**Required action**
Please retype each record exactly as it stands below.

*** Information supplied ***

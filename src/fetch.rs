use reqwest::blocking::Client;
use reqwest::Proxy;
use std::fmt::Display;
use std::time::Duration;
use thiserror::Error;
use tracing::{debug, error, warn};

#[derive(Debug, Error)]
pub enum FetchError {
    #[error("failed to build HTTP client: {0}")]
    Client(#[source] reqwest::Error),
    #[error("failed to fetch {url} after {attempts} attempts: {last_error}")]
    Exhausted {
        url: String,
        attempts: u32,
        last_error: String,
    },
}

/// Linear backoff: the wait after failed attempt `n` is
/// `initial_wait + (n - 1) * wait_step` units.
#[derive(Debug, Clone, Copy, PartialEq, Eq)]
pub struct RetryPolicy {
    /// Total number of attempts before giving up.
    pub max_retries: u32,
    pub initial_wait: u32,
    pub wait_step: u32,
    /// Length of one wait unit.
    pub unit: Duration,
}

impl Default for RetryPolicy {
    fn default() -> Self {
        Self {
            max_retries: 5,
            initial_wait: 10,
            wait_step: 5,
            unit: Duration::from_secs(1),
        }
    }
}

impl RetryPolicy {
    /// Wait in units after the given 1-based failed attempt.
    pub fn wait_units(&self, attempt: u32) -> u32 {
        self.initial_wait
            .saturating_add(self.wait_step.saturating_mul(attempt.saturating_sub(1)))
    }

    pub fn wait_for(&self, attempt: u32) -> Duration {
        self.unit.saturating_mul(self.wait_units(attempt))
    }

    /// Accumulated wait when every attempt fails.
    pub fn total_wait(&self) -> Duration {
        (1..=self.max_retries).map(|attempt| self.wait_for(attempt)).sum()
    }
}

/// Runs `attempt_fn` until it succeeds or `policy.max_retries` attempts fail.
///
/// Every failure is followed by a `sleep` for the policy's wait, the last one
/// included; a success returns immediately.
pub fn fetch_with_retry<T, E, F, S>(
    url: &str,
    policy: &RetryPolicy,
    mut sleep: S,
    mut attempt_fn: F,
) -> Result<T, FetchError>
where
    F: FnMut(u32) -> Result<T, E>,
    E: Display,
    S: FnMut(Duration),
{
    let mut last_error = String::from("no attempt was made");

    for attempt in 1..=policy.max_retries {
        match attempt_fn(attempt) {
            Ok(value) => {
                debug!(action = "fetch", component = "fetcher", url, attempt, "Request succeeded");
                return Ok(value);
            }
            Err(e) => {
                let wait = policy.wait_for(attempt);
                warn!(
                    action = "retry",
                    component = "fetcher",
                    url,
                    attempt,
                    max_retries = policy.max_retries,
                    wait_secs = wait.as_secs_f64(),
                    error = %e,
                    "Request failed, waiting before next attempt"
                );
                last_error = e.to_string();
                sleep(wait);
            }
        }
    }

    error!(
        action = "exhausted",
        component = "fetcher",
        url,
        attempts = policy.max_retries,
        "Giving up after all retries failed"
    );
    Err(FetchError::Exhausted {
        url: url.to_string(),
        attempts: policy.max_retries,
        last_error,
    })
}

#[derive(Debug, Clone)]
pub struct FetcherConfig {
    pub proxy: Option<String>,
    /// Transport timeout for a single request.
    pub timeout: Duration,
    pub retry: RetryPolicy,
}

impl Default for FetcherConfig {
    fn default() -> Self {
        Self {
            proxy: None,
            timeout: Duration::from_secs(30),
            retry: RetryPolicy::default(),
        }
    }
}

/// Blocking HTTP GET with retries, optionally routed through a proxy.
#[derive(Debug, Clone)]
pub struct Fetcher {
    client: Client,
    retry: RetryPolicy,
}

impl Fetcher {
    pub fn new(config: &FetcherConfig) -> Result<Self, FetchError> {
        let mut builder = Client::builder()
            .user_agent(concat!("paramspider/", env!("CARGO_PKG_VERSION")))
            .timeout(config.timeout);

        if let Some(proxy) = &config.proxy {
            builder = builder.proxy(Proxy::all(proxy).map_err(FetchError::Client)?);
        }

        let client = builder.build().map_err(FetchError::Client)?;
        Ok(Self {
            client,
            retry: config.retry,
        })
    }

    /// Returns the response body of the first successful attempt.
    pub fn fetch(&self, url: &str) -> Result<String, FetchError> {
        fetch_with_retry(url, &self.retry, std::thread::sleep, |_| self.get(url))
    }

    fn get(&self, url: &str) -> Result<String, reqwest::Error> {
        self.client.get(url).send()?.error_for_status()?.text()
    }
}
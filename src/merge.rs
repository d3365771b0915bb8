use indexmap::IndexMap;
use std::collections::{BTreeMap, BTreeSet};
use std::time::Instant;
use tracing::{info, warn};

use crate::normalize::CanonicalUrl;
use crate::query::{self, QueryParams};

/// How the merged URL binds values to each discovered parameter name.
#[derive(Debug, Clone, Copy, Default, PartialEq, Eq)]
pub enum MergeStrategy {
    /// One value per name, the smallest of the values seen for it.
    #[default]
    Representative,
    /// Every value seen for a name, emitted as repeated `name=value` pairs.
    AllValues,
}

#[derive(Debug)]
struct EndpointParams {
    endpoint: CanonicalUrl,
    params: IndexMap<String, BTreeSet<String>>,
}

/// Collapses cleaned URLs into one URL per endpoint carrying the union of
/// parameter names seen for it.
///
/// The output is sorted by endpoint and contains each endpoint exactly once.
pub fn merge<I, S>(cleaned: I, strategy: MergeStrategy) -> Vec<String>
where
    I: IntoIterator<Item = S>,
    S: AsRef<str>,
{
    let start_time = Instant::now();
    let mut groups: BTreeMap<String, EndpointParams> = BTreeMap::new();

    for raw in cleaned {
        let raw = raw.as_ref();
        let url = match CanonicalUrl::parse(raw) {
            Ok(url) => url,
            Err(e) => {
                warn!(action = "parse", component = "merger", url = raw, error = %e, "Skipping unparsable cleaned URL");
                continue;
            }
        };

        let endpoint = url.endpoint();
        let group = groups
            .entry(endpoint.to_string())
            .or_insert_with(|| EndpointParams {
                endpoint,
                params: IndexMap::new(),
            });

        for (name, values) in query::parse_query(url.query().unwrap_or_default()) {
            group.params.entry(name).or_default().extend(values);
        }
    }

    let merged: Vec<String> = groups
        .into_values()
        .map(|group| render(group, strategy))
        .collect();

    info!(
        action = "complete",
        component = "merger",
        endpoints = merged.len(),
        duration_ms = start_time.elapsed().as_millis(),
        "Parameter merge completed"
    );
    merged
}

fn render(group: EndpointParams, strategy: MergeStrategy) -> String {
    let params: QueryParams = group
        .params
        .into_iter()
        .map(|(name, values)| {
            let values: Vec<String> = match strategy {
                MergeStrategy::Representative => values.into_iter().take(1).collect(),
                MergeStrategy::AllValues => values.into_iter().collect(),
            };
            (name, values)
        })
        .collect();

    query::with_params(&group.endpoint, &params).to_string()
}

*** End of Information supplied ***

**Answer section**
filename src/fetch.rs
use reqwest::blocking::Client;
use reqwest::Proxy;
use std::fmt::Display;
use std::time::Duration;
use thiserror::Error;
use tracing::{debug, error, warn};

#[derive(Debug, Error)]
pub enum FetchError {
    #[error("failed to build HTTP client: {0}")]
    Client(#[source] reqwest::Error),
    #[error("failed to fetch {url} after {attempts} attempts: {last_error}")]
    Exhausted {
        url: String,
        attempts: u32,
        last_error: String,
    },
}

/// Linear backoff: the wait after failed attempt `n` is
/// `initial_wait + (n - 1) * wait_step` units.
#[derive(Debug, Clone, Copy, PartialEq, Eq)]
pub struct RetryPolicy {
    /// Total number of attempts before giving up.
    pub max_retries: u32,
    pub initial_wait: u32,
    pub wait_step: u32,
    /// Length of one wait unit.
    pub unit: Duration,
}

impl Default for RetryPolicy {
    fn default() -> Self {
        Self {
            max_retries: 5,
            initial_wait: 10,
            wait_step: 5,
            unit: Duration::from_secs(1),
        }
    }
}

impl RetryPolicy {
    /// Wait in units after the given 1-based failed attempt.
    pub fn wait_units(&self, attempt: u32) -> u32 {
        self.initial_wait
            .saturating_add(self.wait_step.saturating_mul(attempt.saturating_sub(1)))
    }

    pub fn wait_for(&self, attempt: u32) -> Duration {
        self.unit.saturating_mul(self.wait_units(attempt))
    }

    /// Accumulated wait when every attempt fails.
    pub fn total_wait(&self) -> Duration {
        (1..=self.max_retries).map(|attempt| self.wait_for(attempt)).sum()
    }
}

/// Runs `attempt_fn` until it succeeds or `policy.max_retries` attempts fail.
///
/// Every failure is followed by a `sleep` for the policy's wait, the last one
/// included; a success returns immediately.
pub fn fetch_with_retry<T, E, F, S>(
    url: &str,
    policy: &RetryPolicy,
    mut sleep: S,
    mut attempt_fn: F,
) -> Result<T, FetchError>
where
    F: FnMut(u32) -> Result<T, E>,
    E: Display,
    S: FnMut(Duration),
{
    let mut last_error = String::from("no attempt was made");

    for attempt in 1..=policy.max_retries {
        match attempt_fn(attempt) {
            Ok(value) => {
                debug!(action = "fetch", component = "fetcher", url, attempt, "Request succeeded");
                return Ok(value);
            }
            Err(e) => {
                let wait = policy.wait_for(attempt);
                warn!(
                    action = "retry",
                    component = "fetcher",
                    url,
                    attempt,
                    max_retries = policy.max_retries,
                    wait_secs = wait.as_secs_f64(),
                    error = %e,
                    "Request failed, waiting before next attempt"
                );
                last_error = e.to_string();
                sleep(wait);
            }
        }
    }

    error!(
        action = "exhausted",
        component = "fetcher",
        url,
        attempts = policy.max_retries,
        "Giving up after all retries failed"
    );
    Err(FetchError::Exhausted {
        url: url.to_string(),
        attempts: policy.max_retries,
        last_error,
    })
}

#[derive(Debug, Clone)]
pub struct FetcherConfig {
    pub proxy: Option<String>,
    /// Transport timeout for a single request.
    pub timeout: Duration,
    pub retry: RetryPolicy,
}

impl Default for FetcherConfig {
    fn default() -> Self {
        Self {
            proxy: None,
            timeout: Duration::from_secs(30),
            retry: RetryPolicy::default(),
        }
    }
}

/// Blocking HTTP GET with retries, optionally routed through a proxy.
#[derive(Debug, Clone)]
pub struct Fetcher {
    client: Client,
    retry: RetryPolicy,
}

impl Fetcher {
    pub fn new(config: &FetcherConfig) -> Result<Self, FetchError> {
        let mut builder = Client::builder()
            .user_agent(concat!("paramspider/", env!("CARGO_PKG_VERSION")))
            .timeout(config.timeout);

        if let Some(proxy) = &config.proxy {
            builder = builder.proxy(Proxy::all(proxy).map_err(FetchError::Client)?);
        }

        let client = builder.build().map_err(FetchError::Client)?;
        Ok(Self {
            client,
            retry: config.retry,
        })
    }

    /// Returns the response body of the first successful attempt.
    pub fn fetch(&self, url: &str) -> Result<String, FetchError> {
        fetch_with_retry(url, &self.retry, std::thread::sleep, |_| self.get(url))
    }

    fn get(&self, url: &str) -> Result<String, reqwest::Error> {
        self.client.get(url).send()?.error_for_status()?.text()
    }
}
filename src/merge.rs
repository d3365771b0915bb8
use indexmap::IndexMap;
use std::collections::{BTreeMap, BTreeSet};
use std::time::Instant;
use tracing::{info, warn};

use crate::normalize::CanonicalUrl;
use crate::query::{self, QueryParams};

/// How the merged URL binds values to each discovered parameter name.
#[derive(Debug, Clone, Copy, Default, PartialEq, Eq)]
pub enum MergeStrategy {
    /// One value per name, the smallest of the values seen for it.
    #[default]
    Representative,
    /// Every value seen for a name, emitted as repeated `name=value` pairs.
    AllValues,
}

#[derive(Debug)]
struct EndpointParams {
    endpoint: CanonicalUrl,
    params: IndexMap<String, BTreeSet<String>>,
}

/// Collapses cleaned URLs into one URL per endpoint carrying the union of
/// parameter names seen for it.
///
/// The output is sorted by endpoint and contains each endpoint exactly once.
pub fn merge<I, S>(cleaned: I, strategy: MergeStrategy) -> Vec<String>
where
    I: IntoIterator<Item = S>,
    S: AsRef<str>,
{
    let start_time = Instant::now();
    let mut groups: BTreeMap<String, EndpointParams> = BTreeMap::new();

    for raw in cleaned {
        let raw = raw.as_ref();
        let url = match CanonicalUrl::parse(raw) {
            Ok(url) => url,
            Err(e) => {
                warn!(action = "parse", component = "merger", url = raw, error = %e, "Skipping unparsable cleaned URL");
                continue;
            }
        };

        let endpoint = url.endpoint();
        let group = groups
            .entry(endpoint.to_string())
            .or_insert_with(|| EndpointParams {
                endpoint,
                params: IndexMap::new(),
            });

        for (name, values) in query::parse_query(url.query().unwrap_or_default()) {
            group.params.entry(name).or_default().extend(values);
        }
    }

    let merged: Vec<String> = groups
        .into_values()
        .map(|group| render(group, strategy))
        .collect();

    info!(
        action = "complete",
        component = "merger",
        endpoints = merged.len(),
        duration_ms = start_time.elapsed().as_millis(),
        "Parameter merge completed"
    );
    merged
}

fn render(group: EndpointParams, strategy: MergeStrategy) -> String {
    let params: QueryParams = group
        .params
        .into_iter()
        .map(|(name, values)| {
            let values: Vec<String> = match strategy {
                MergeStrategy::Representative => values.into_iter().take(1).collect(),
                MergeStrategy::AllValues => values.into_iter().collect(),
            };
            (name, values)
        })
        .collect();

    query::with_params(&group.endpoint, &params).to_string()
}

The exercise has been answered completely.